The night sky over Erbil, capital of Iraq’s Kurdistan Region, turned into a battlefield as a series of explosions thundered across the city, followed by intense bursts of anti‑aircraft fire that lit up the horizon, security and local sources say.
Residents reported at least four powerful blasts near the city’s outskirts shortly after 11:00 p.m. local time, shaking apartment blocks and shattering windows in several neighbourhoods. Phone videos show bright flashes to the east and south of Erbil, then red tracer rounds and surface‑to‑air missiles streaking upward as Kurdish and coalition air defences scrambled to engage suspected drones or missiles.
Kurdish officials say the initial impacts struck close to a cluster of security installations and a logistics area used by Western forces, without immediately confirming the origin of the incoming fire. Sirens briefly sounded around the sprawling US consulate complex as helicopters circled overhead and armoured vehicles raced toward the blast zones.

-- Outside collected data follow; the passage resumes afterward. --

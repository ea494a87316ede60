use serde::{Deserialize, Serialize};
use std::fmt;
use std::fs;
use std::net::IpAddr;
use std::ops::Range;
use std::time::Duration;
use tracing::info;

use crate::errors::{Result, StreamError};

/// Target platform of the capture pipeline. Device names, the audio playback
/// tool and a handful of ffmpeg flags differ between the two.
#[derive(Debug, Clone, Copy, Serialize, Deserialize, PartialEq, Eq)]
pub enum Platform {
    #[serde(rename = "linux")]
    Linux,
    #[serde(rename = "macos")]
    MacOs,
}

impl Platform {
    pub fn current() -> Self {
        if cfg!(target_os = "macos") {
            Platform::MacOs
        } else {
            Platform::Linux
        }
    }
}

impl Default for Platform {
    fn default() -> Self {
        Self::current()
    }
}

impl fmt::Display for Platform {
    fn fmt(&self, f: &mut fmt::Formatter<'_>) -> fmt::Result {
        match self {
            Platform::Linux => write!(f, "linux"),
            Platform::MacOs => write!(f, "macos"),
        }
    }
}

#[derive(Debug, Clone, Serialize, Deserialize, PartialEq, Eq)]
pub enum SnapshotSourceKind {
    #[serde(rename = "ffmpeg")]
    Ffmpeg,
    #[serde(rename = "test-pattern")]
    TestPattern,
}

impl Default for SnapshotSourceKind {
    fn default() -> Self {
        Self::Ffmpeg
    }
}

#[derive(Debug, Clone, Serialize, Deserialize, Default)]
pub struct Config {
    #[serde(default)]
    pub streaming: StreamingConfig,
    #[serde(default)]
    pub relay: RelayConfig,
    #[serde(default)]
    pub snapshot: SnapshotConfig,
}

#[derive(Debug, Clone, Serialize, Deserialize)]
#[serde(default)]
pub struct StreamingConfig {
    pub platform: Platform,
    pub ffmpeg_path: String,
    pub ffplay_path: String,      // macOS audio playback tool
    pub video_device: String,     // -f for the video input (e.g. "v4l2", "avfoundation")
    pub video_filename: String,   // -i for the video input (e.g. "/dev/video0")
    pub audio_device: String,     // -f for audio capture and playback (e.g. "alsa")
    pub audio_input: String,
    pub audio_output: String,
    pub h264_decoder: Option<String>,
    pub h264_encoder: String,
    pub min_video_bitrate: u32,   // kbps
    pub verbose: bool,            // Surface ffmpeg stdout/stderr instead of discarding it
    #[serde(with = "humantime_duration")]
    pub stop_grace_period: Duration,
}

impl StreamingConfig {
    pub fn for_platform(platform: Platform) -> Self {
        let (video_device, video_filename, audio_device, h264_encoder) = match platform {
            Platform::Linux => ("v4l2", "/dev/video0", "alsa", "h264_omx"),
            Platform::MacOs => ("avfoundation", "default", "avfoundation", "libx264"),
        };

        Self {
            platform,
            ffmpeg_path: "ffmpeg".to_string(),
            ffplay_path: "ffplay".to_string(),
            video_device: video_device.to_string(),
            video_filename: video_filename.to_string(),
            audio_device: audio_device.to_string(),
            audio_input: "default".to_string(),
            audio_output: "default".to_string(),
            h264_decoder: None,
            h264_encoder: h264_encoder.to_string(),
            min_video_bitrate: 0,
            verbose: false,
            stop_grace_period: Duration::from_secs(5),
        }
    }
}

impl Default for StreamingConfig {
    fn default() -> Self {
        Self::for_platform(Platform::current())
    }
}

#[derive(Debug, Clone, Serialize, Deserialize)]
#[serde(default)]
pub struct RelayConfig {
    pub port1_range: Range<u16>,
    pub port2_range: Range<u16>,
    pub buffer_size: usize,
    /// Overrides the unspecified address of the controller's IP family.
    pub bind_address: Option<IpAddr>,
}

impl Default for RelayConfig {
    fn default() -> Self {
        Self {
            port1_range: 3000..4000,
            port2_range: 4000..5000,
            buffer_size: 2048,
            bind_address: None,
        }
    }
}

#[derive(Debug, Clone, Serialize, Deserialize)]
#[serde(default)]
pub struct SnapshotConfig {
    pub source: SnapshotSourceKind,
    #[serde(with = "humantime_duration")]
    pub cache_ttl: Duration,
    #[serde(with = "humantime_duration")]
    pub capture_timeout: Duration,
}

impl Default for SnapshotConfig {
    fn default() -> Self {
        Self {
            source: SnapshotSourceKind::Ffmpeg,
            cache_ttl: Duration::from_secs(10),
            capture_timeout: Duration::from_secs(3),
        }
    }
}

impl Config {
    pub fn load(path: &str) -> Result<Self> {
        let content = fs::read_to_string(path)?;
        let config: Config = if path.ends_with(".json") {
            serde_json::from_str(&content)?
        } else {
            toml::from_str(&content)?
        };

        config.validate()?;
        info!("Loaded configuration from '{}' (platform: {})", path, config.streaming.platform);
        Ok(config)
    }

    pub fn validate(&self) -> Result<()> {
        let relay = &self.relay;
        if relay.port1_range.is_empty() || relay.port2_range.is_empty() {
            return Err(StreamError::config("Relay port ranges must not be empty"));
        }
        if relay.port1_range.start < relay.port2_range.end && relay.port2_range.start < relay.port1_range.end {
            return Err(StreamError::config(format!(
                "Relay port ranges {:?} and {:?} overlap",
                relay.port1_range, relay.port2_range
            )));
        }
        if relay.buffer_size == 0 {
            return Err(StreamError::config("Relay buffer size must be positive"));
        }
        if self.snapshot.capture_timeout.is_zero() {
            return Err(StreamError::config("Snapshot capture timeout must be positive"));
        }
        Ok(())
    }
}

mod humantime_duration {
    use serde::{Deserialize, Deserializer, Serializer};
    use std::time::Duration;

    pub fn serialize<S: Serializer>(duration: &Duration, serializer: S) -> Result<S::Ok, S::Error> {
        serializer.serialize_str(&humantime::format_duration(*duration).to_string())
    }

    pub fn deserialize<'de, D: Deserializer<'de>>(deserializer: D) -> Result<Duration, D::Error> {
        let s = String::deserialize(deserializer)?;
        humantime::parse_duration(&s).map_err(serde::de::Error::custom)
    }
}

In a carefully worded statement, the Kurdistan Regional Government condemned “cowardly attacks on Erbil and its partners,” while pledging that its air‑defence units would “respond to any hostile aerial threat.” Hospitals report a number of wounded by glᴀss and debris, but no confirmed fatalities so far.
For ordinary Erbil residents, long told their city was a rare safe haven in a turbulent region, the message is deeply unsettling: the anti‑aircraft tracers arcing over their rooftops and the distant booms on the horizon are a stark sign that the wider regional conflict is now uncomfortably close to home.